Biometrics in the case of the 2004 law doesn’t mean anyone gets a chip implant, or a DNA screen; facial recognition requirements of Real ID already contains the biometrics required by the 2004 law. The government already monitors your coming and going, but it doesn’t do what it was supposed to with that information: make sure aliens leave.
Like just about everything else in the Bush-era security regime, everything was enforced against patriotic Americans, and nothing was enforced against aliens.
The 2004 law directed the federal government to devise an entry-exit visa system, so we could track people who entered America on a supposedly temporary basis, but who never left. But whereas the feds LOVE infringing on the rights of its citizens, it loves even more bringing as many illegal aliens as it can to the U.S., so it ignored that part of the law.

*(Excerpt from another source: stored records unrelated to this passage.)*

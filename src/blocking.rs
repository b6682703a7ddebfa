//! Blocking driver over [`embedded_hal::i2c::I2c`] and [`embedded_hal::delay::DelayNs`].

use crate::controller::Controller;
use crate::hw_def::*;
use crate::types::*;

use embedded_hal::{delay::DelayNs, i2c::I2c};

/// SHT3x-DIS driver and acquisition state machine, blocking flavour
///
/// The driver owns the bus handle: every operation takes `&mut self`, so one driver instance is
/// one logical owner of the sensor. Share the sensor between threads by moving the driver, or by
/// wrapping it in a mutex held across a whole trigger-then-fetch cycle.
#[derive(Debug)]
pub struct Sht3x<I2C, Delay, Clk> {
    i2c: I2C,
    delay: Delay,
    i2c_addr: I2cAddr,
    core: Controller<Clk>,
}

impl<I2C, Delay, Clk, E> Sht3x<I2C, Delay, Clk>
where
    I2C: I2c<Error = E>,
    Delay: DelayNs,
    Clk: Clock,
    E: embedded_hal::i2c::Error,
{
    /// Create a new driver instance; no bus traffic until a command is issued
    pub fn new(i2c: I2C, delay: Delay, clock: Clk, i2c_addr: I2cAddr) -> Self {
        Self { i2c, delay, i2c_addr, core: Controller::new(clock) }
    }

    /// Release the bus, delay and clock
    pub fn destroy(self) -> (I2C, Delay, Clk) {
        (self.i2c, self.delay, self.core.into_clock())
    }

    fn command(&mut self, cmd: Command) -> Result<(), Error<E>> {
        trace!("sht3x: command {:?}", cmd);
        self.i2c.write(self.i2c_addr.as_u8(), &cmd.to_be_bytes()).map_err(Error::I2c)
    }

    fn break_periodic(&mut self) -> Result<(), Error<E>> {
        self.command(Command::Break)?;
        self.core.stopped();
        self.delay.delay_us(COMMAND_RECOVERY_US);
        Ok(())
    }

    /// Select the acquisition mode
    ///
    /// A running periodic acquisition is stopped first. Any measurement in flight is dropped.
    pub fn set_mode(&mut self, mode: AcquisitionMode) -> Result<(), Error<E>> {
        if self.core.periodic_running() {
            self.break_periodic()?;
        }
        debug!("sht3x: mode {:?}", mode);
        self.core.configure(mode);
        Ok(())
    }

    /// Currently selected mode
    pub fn mode(&self) -> Option<AcquisitionMode> {
        self.core.mode()
    }

    /// Current state of the acquisition state machine
    pub fn state(&self) -> State {
        self.core.state()
    }

    /// Trigger a single shot measurement, or start periodic acquisition
    ///
    /// In periodic mode only the first call talks to the sensor; afterwards it free-runs.
    pub fn init_read(&mut self) -> Result<(), Error<E>> {
        if let Some(cmd) = self.core.read_command()? {
            self.command(cmd)?;
            self.core.read_started();
        }
        Ok(())
    }

    /// Whether the conversion time of the last trigger has elapsed; no bus traffic
    pub fn is_ready(&self) -> bool {
        self.core.is_ready()
    }

    /// Fetch and convert the pending measurement
    ///
    /// With `blocking`, waits out the rest of the conversion time first. Without it, fails with
    /// [`Error::NotReady`] if the conversion time has not elapsed. A NACK from the sensor is
    /// also reported as [`Error::NotReady`]; the measurement stays pending.
    pub fn get_sample(&mut self, unit: TemperatureUnit, blocking: bool) -> Result<Sample, Error<E>> {
        let fetch = self.core.fetch(blocking)?;
        if fetch.wait_us > 0 {
            self.delay.delay_us(fetch.wait_us);
        }
        let result = self.transfer(fetch.command);
        self.core.complete(result, unit)
    }

    fn transfer(&mut self, cmd: Option<Command>) -> Result<[u8; REPLY_LEN], E> {
        let addr = self.i2c_addr.as_u8();
        if let Some(cmd) = cmd {
            self.i2c.write(addr, &cmd.to_be_bytes())?;
        }
        let mut read_buf = [0u8; REPLY_LEN];
        self.i2c.read(addr, &mut read_buf)?;
        Ok(read_buf)
    }

    /// Stop periodic acquisition; no-op otherwise
    pub fn stop(&mut self) -> Result<(), Error<E>> {
        if self.core.periodic_running() {
            self.break_periodic()?;
        }
        Ok(())
    }

    /// Soft reset; the mode has to be selected again afterwards
    pub fn soft_reset(&mut self) -> Result<(), Error<E>> {
        self.stop()?;
        self.command(Command::SoftReset)?;
        self.core.reset();
        self.delay.delay_us(SOFT_RESET_US);
        Ok(())
    }

    /// Switch the internal heater on or off
    pub fn heater(&mut self, on: bool) -> Result<(), Error<E>> {
        self.command(if on { Command::HeaterEnable } else { Command::HeaterDisable })
    }

    /// Read and optionally clear status bits
    pub fn read_status(&mut self, clear: bool) -> Result<StatusBits, Error<E>> {
        self.command(Command::ReadStatus)?;
        let mut read_buf = [0u8; WORD_REPLY_LEN];
        self.i2c.read(self.i2c_addr.as_u8(), &mut read_buf).map_err(Error::I2c)?;
        let status = decode_word(&read_buf, Field::Status)?;
        if clear {
            self.command(Command::ClearStatus)?;
        }
        Ok(StatusBits::from(status))
    }
}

This bill does nothing more than direct the federal government to devise that plan, provide cost estimates for implementing it, and run a trial program in three ports of entry. This should have been done in 2004, but Congress failed to include any mechanism to compel compliance.
So, keep in mind about the entry-exit system:
1) If you’re not traveling internationally, this law has nothing at all to do with you.
2) If you’re traveling internationally and you’re a U.S. citizen, this law doesn’t change anything having anything to do with you. You’re already in the biometric system, and this law does NOT add anything creepy or Revelation-y, like implanted chips or DNA scans.
3) If you’re an alien, this law only requires the government to study the costs and functioning of implementing a system it was already directed to implement in 2004, but failed to do so.
If anything, we should be angry that this law continues to give the feds license to ignore security laws already passed.